use chrono::{DateTime, Utc};
use rust_decimal::prelude::ToPrimitive;
use rust_decimal::Decimal;

use crate::models::{
    AirdropEstimate, EstimateTier, NetworkEstimate, OnChainActivitySummary,
    SocialProfileSummary, ESTIMATE_DISCLAIMER,
};

const EARLY_ADOPTER_DAYS: i64 = 180;

fn early_adopter_multiplier() -> Decimal {
    Decimal::new(12, 1)
}

fn pro_badge_multiplier() -> Decimal {
    Decimal::new(13, 1)
}

/// Token amount ranges per tier, before bonuses.
fn chain_range(tier: EstimateTier) -> (u64, u64) {
    match tier {
        EstimateTier::Tier1 => (5_000, 10_000),
        EstimateTier::Tier2 => (1_000, 5_000),
        EstimateTier::Tier3 => (100, 1_000),
        EstimateTier::BelowThreshold => (0, 100),
    }
}

fn social_range(tier: EstimateTier) -> (u64, u64) {
    match tier {
        EstimateTier::Tier1 => (2_000, 5_000),
        EstimateTier::Tier2 => (500, 2_000),
        EstimateTier::Tier3 => (100, 500),
        EstimateTier::BelowThreshold => (0, 100),
    }
}

fn chain_tier(points: u64) -> EstimateTier {
    match points {
        p if p > 500 => EstimateTier::Tier1,
        p if p >= 200 => EstimateTier::Tier2,
        p if p >= 50 => EstimateTier::Tier3,
        _ => EstimateTier::BelowThreshold,
    }
}

fn social_tier(points: f64) -> EstimateTier {
    if points > 300.0 {
        EstimateTier::Tier1
    } else if points >= 100.0 {
        EstimateTier::Tier2
    } else if points >= 20.0 {
        EstimateTier::Tier3
    } else {
        EstimateTier::BelowThreshold
    }
}

/// Multiply and truncate toward zero.
fn scale(value: u64, factor: Decimal) -> u64 {
    (Decimal::from(value) * factor).trunc().to_u64().unwrap_or(u64::MAX)
}

/// `transactions + 5 * active days`.
pub fn chain_points(onchain: &OnChainActivitySummary) -> u64 {
    onchain
        .transaction_count
        .saturating_add(onchain.active_day_count.saturating_mul(5))
}

/// `2 * posts + followers + days registered / 30 + 100 if badged`. Fractional.
pub fn social_points(social: &SocialProfileSummary, now: DateTime<Utc>) -> f64 {
    let days_registered = social.days_since_registration(now).unwrap_or(0) as f64;
    let badge_bonus = if social.pro_badge { 100.0 } else { 0.0 };

    social.post_count as f64 * 2.0 + social.follower_count as f64 + days_registered / 30.0 + badge_bonus
}

pub fn estimate_chain(onchain: &OnChainActivitySummary, now: DateTime<Utc>) -> NetworkEstimate {
    let points = chain_points(onchain);
    let tier = chain_tier(points);
    let (mut min, mut max) = chain_range(tier);

    if onchain.days_since_first_activity(now).is_some_and(|days| days > EARLY_ADOPTER_DAYS) {
        min = scale(min, early_adopter_multiplier());
        max = scale(max, early_adopter_multiplier());
    }

    NetworkEstimate {
        tier,
        points,
        estimate_min: min,
        estimate_max: max,
        probability: tier.probability(),
    }
}

pub fn estimate_social(social: &SocialProfileSummary, now: DateTime<Utc>) -> NetworkEstimate {
    let points = social_points(social, now);
    let tier = social_tier(points);
    let (mut min, mut max) = social_range(tier);

    if social.pro_badge {
        min = scale(min, pro_badge_multiplier());
        max = scale(max, pro_badge_multiplier());
    }

    NetworkEstimate {
        tier,
        points: points.max(0.0).floor() as u64,
        estimate_min: min,
        estimate_max: max,
        probability: tier.probability(),
    }
}

/// Independent of the eligibility score; both networks are estimated
/// from their own signals only.
pub fn estimate_airdrop(
    onchain: &OnChainActivitySummary,
    social: &SocialProfileSummary,
    now: DateTime<Utc>,
) -> AirdropEstimate {
    AirdropEstimate {
        base: estimate_chain(onchain, now),
        farcaster: estimate_social(social, now),
        disclaimer: ESTIMATE_DISCLAIMER.to_string(),
    }
}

┄┄┄┄┄┄┄┄┄┄┄┄┄┄┄┄┄┄┄┄

◆ Task objective ◆
The response should hold exactly the lines starting at the line with "truncate toward zero." and ending at the line with "onchain.days_since_first_activity(now).is_some_and(|days| days >", and no other line of the material above.

◆ Exercise solution ◆
/// Multiply and truncate toward zero.
fn scale(value: u64, factor: Decimal) -> u64 {
    (Decimal::from(value) * factor).trunc().to_u64().unwrap_or(u64::MAX)
}

/// `transactions + 5 * active days`.
pub fn chain_points(onchain: &OnChainActivitySummary) -> u64 {
    onchain
        .transaction_count
        .saturating_add(onchain.active_day_count.saturating_mul(5))
}

/// `2 * posts + followers + days registered / 30 + 100 if badged`. Fractional.
pub fn social_points(social: &SocialProfileSummary, now: DateTime<Utc>) -> f64 {
    let days_registered = social.days_since_registration(now).unwrap_or(0) as f64;
    let badge_bonus = if social.pro_badge { 100.0 } else { 0.0 };

    social.post_count as f64 * 2.0 + social.follower_count as f64 + days_registered / 30.0 + badge_bonus
}

pub fn estimate_chain(onchain: &OnChainActivitySummary, now: DateTime<Utc>) -> NetworkEstimate {
    let points = chain_points(onchain);
    let tier = chain_tier(points);
    let (mut min, mut max) = chain_range(tier);

    if onchain.days_since_first_activity(now).is_some_and(|days| days > EARLY_ADOPTER_DAYS) {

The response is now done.